_Stored data_.

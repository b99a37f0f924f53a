// Copyright (c) 2025 Steve Wagner (ciroque@live.com)
// SPDX-License-Identifier: MIT

use std::collections::HashMap;

use crate::graph::NodeId;
use crate::observability::messages::accountant::NodeThroughputRow;

use super::bottleneck::{is_bottleneck, is_effective_bottleneck};
use super::welford::Welford;

#[derive(Default, Clone, Copy)]
pub(super) struct NodeStats {
    pub(super) proctime: Welford,
    pub(super) actual_proctime: Welford,
}

/// Builds one report row per node that has accumulated at least one sample,
/// in topological order, classifying bottlenecks against the single
/// producer's mean proctime and each node's immediate predecessor (§4.7).
/// A node with no samples yet (not reached by any message so far) is
/// skipped and resets the predecessor comparison for whatever follows it.
pub(super) fn build_rows<'a>(
    order: &[NodeId],
    producer: NodeId,
    stats: &HashMap<NodeId, NodeStats>,
    names: &'a HashMap<NodeId, String>,
) -> Vec<NodeThroughputRow<'a>> {
    let producer_proctime = stats.get(&producer).map(|s| s.proctime.mean()).unwrap_or(0.0);

    let mut rows = Vec::new();
    let mut predecessor_proctime: Option<f64> = None;

    for &node in order {
        let node_stats = match stats.get(&node) {
            Some(s) => s,
            None => {
                predecessor_proctime = None;
                continue;
            }
        };

        let proctime_mean = node_stats.proctime.mean();
        let actual_mean = node_stats.actual_proctime.mean();
        let is_producer = node == producer;

        let bottleneck = is_bottleneck(is_producer, proctime_mean, producer_proctime);
        let effective = is_effective_bottleneck(bottleneck, proctime_mean, predecessor_proctime);

        rows.push(NodeThroughputRow {
            node: names.get(&node).map(|s| s.as_str()).unwrap_or("?"),
            possible_fps: if proctime_mean > 0.0 { 1.0 / proctime_mean } else { 0.0 },
            actual_fps: if actual_mean > 0.0 { 1.0 / actual_mean } else { 0.0 },
            bottleneck,
            effective_bottleneck: effective,
        });

        predecessor_proctime = Some(proctime_mean);
    }

    rows
}
// Copyright (c) 2025 Steve Wagner (ciroque@live.com)
// SPDX-License-Identifier: MIT

//! A minimal, runnable walkthrough of the public `Flow` API: a producer
//! counting up to a limit, a fan-out/fan-in pair of processors joined back
//! together, and a consumer that prints what it receives.
//!
//! Run with `cargo run --example pipeline_demo`.

use std::sync::{Arc, Mutex};

use fluxgraph::config::EngineConfig;
use fluxgraph::data::Record;
use fluxgraph::engine::{Flow, NodeImpls};
use fluxgraph::graph::{DevicePreference, Graph, NodeKind};
use fluxgraph::messenger::Mode;
use fluxgraph::traits::{Consumer, NodeError, Processor, Producer};

struct CountingProducer {
    next: i32,
    limit: i32,
}

impl Producer for CountingProducer {
    fn next(&mut self) -> Result<Option<Record>, NodeError> {
        if self.next >= self.limit {
            return Ok(None);
        }
        let value = self.next;
        self.next += 1;
        Ok(Some(Record::new(value)))
    }
}

struct Square;

impl Processor for Square {
    fn process(&self, inputs: Vec<Record>) -> Result<Record, NodeError> {
        let n = *inputs[0].downcast_ref::<i32>().unwrap();
        Ok(Record::new(n * n))
    }
}

struct AddTen;

impl Processor for AddTen {
    fn process(&self, inputs: Vec<Record>) -> Result<Record, NodeError> {
        let n = *inputs[0].downcast_ref::<i32>().unwrap();
        Ok(Record::new(n + 10))
    }
}

/// Joins the producer's raw value with the squared-and-offset result of its
/// sibling branch, the shape a diamond graph needs a joiner for.
struct Summarize;

impl Processor for Summarize {
    fn process(&self, inputs: Vec<Record>) -> Result<Record, NodeError> {
        let raw = *inputs[0].downcast_ref::<i32>().unwrap();
        let transformed = *inputs[1].downcast_ref::<i32>().unwrap();
        Ok(Record::new(format!("{raw} -> {transformed}")))
    }
}

struct PrintingConsumer {
    seen: Arc<Mutex<Vec<String>>>,
}

impl Consumer for PrintingConsumer {
    fn consume(&mut self, inputs: Vec<Record>) -> Result<(), NodeError> {
        let line = inputs[0].downcast_ref::<String>().unwrap().clone();
        println!("  {line}");
        self.seen.lock().unwrap().push(line);
        Ok(())
    }
}

fn main() {
    tracing_subscriber::fmt::init();

    println!("=== fluxgraph pipeline demo ===\n");
    println!("Graph: producer -> (identity, square -> add_ten) -> summarize -> sink\n");

    let mut graph = Graph::new();
    let producer = graph.add_node(Some("producer".into()), NodeKind::Producer);
    let square = graph.add_node(Some("square".into()), NodeKind::processor(1, DevicePreference::Cpu));
    let add_ten = graph.add_node(Some("add_ten".into()), NodeKind::processor(1, DevicePreference::Cpu));
    let summarize = graph.add_node(Some("summarize".into()), NodeKind::processor(1, DevicePreference::Cpu));
    let sink = graph.add_node(Some("sink".into()), NodeKind::consumer());

    graph.wire(square, &[producer]).unwrap();
    graph.wire(add_ten, &[square]).unwrap();
    graph.wire(summarize, &[producer, add_ten]).unwrap();
    graph.wire(sink, &[summarize]).unwrap();

    let seen = Arc::new(Mutex::new(Vec::new()));
    let impls = NodeImpls::new()
        .with_producer(Box::new(CountingProducer { next: 0, limit: 5 }))
        .with_processor(square, Arc::new(Square))
        .with_processor(add_ten, Arc::new(AddTen))
        .with_processor(summarize, Arc::new(Summarize))
        .with_consumer(sink, Box::new(PrintingConsumer { seen: seen.clone() }));

    // Batch mode so this demo's output is deterministic; a live pipeline
    // would typically prefer the default realtime (lossy) scheduling.
    let config = EngineConfig {
        mode: Mode::Batch,
        ..EngineConfig::default()
    };
    let mut flow = Flow::new(graph, producer, &[sink], impls, config)
        .expect("graph should validate and place cleanly");

    println!("Running...\n");
    flow.run();
    flow.join();

    println!("\nObserved {} records at the sink.", seen.lock().unwrap().len());
}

_Action item_.
Search the data above for the string "fluxgraph". Report every line where it is found.

_Answer_.
use fluxgraph::config::EngineConfig;
use fluxgraph::data::Record;
use fluxgraph::engine::{Flow, NodeImpls};
use fluxgraph::graph::{DevicePreference, Graph, NodeKind};
use fluxgraph::messenger::Mode;
use fluxgraph::traits::{Consumer, NodeError, Processor, Producer};
    println!("=== fluxgraph pipeline demo ===\n");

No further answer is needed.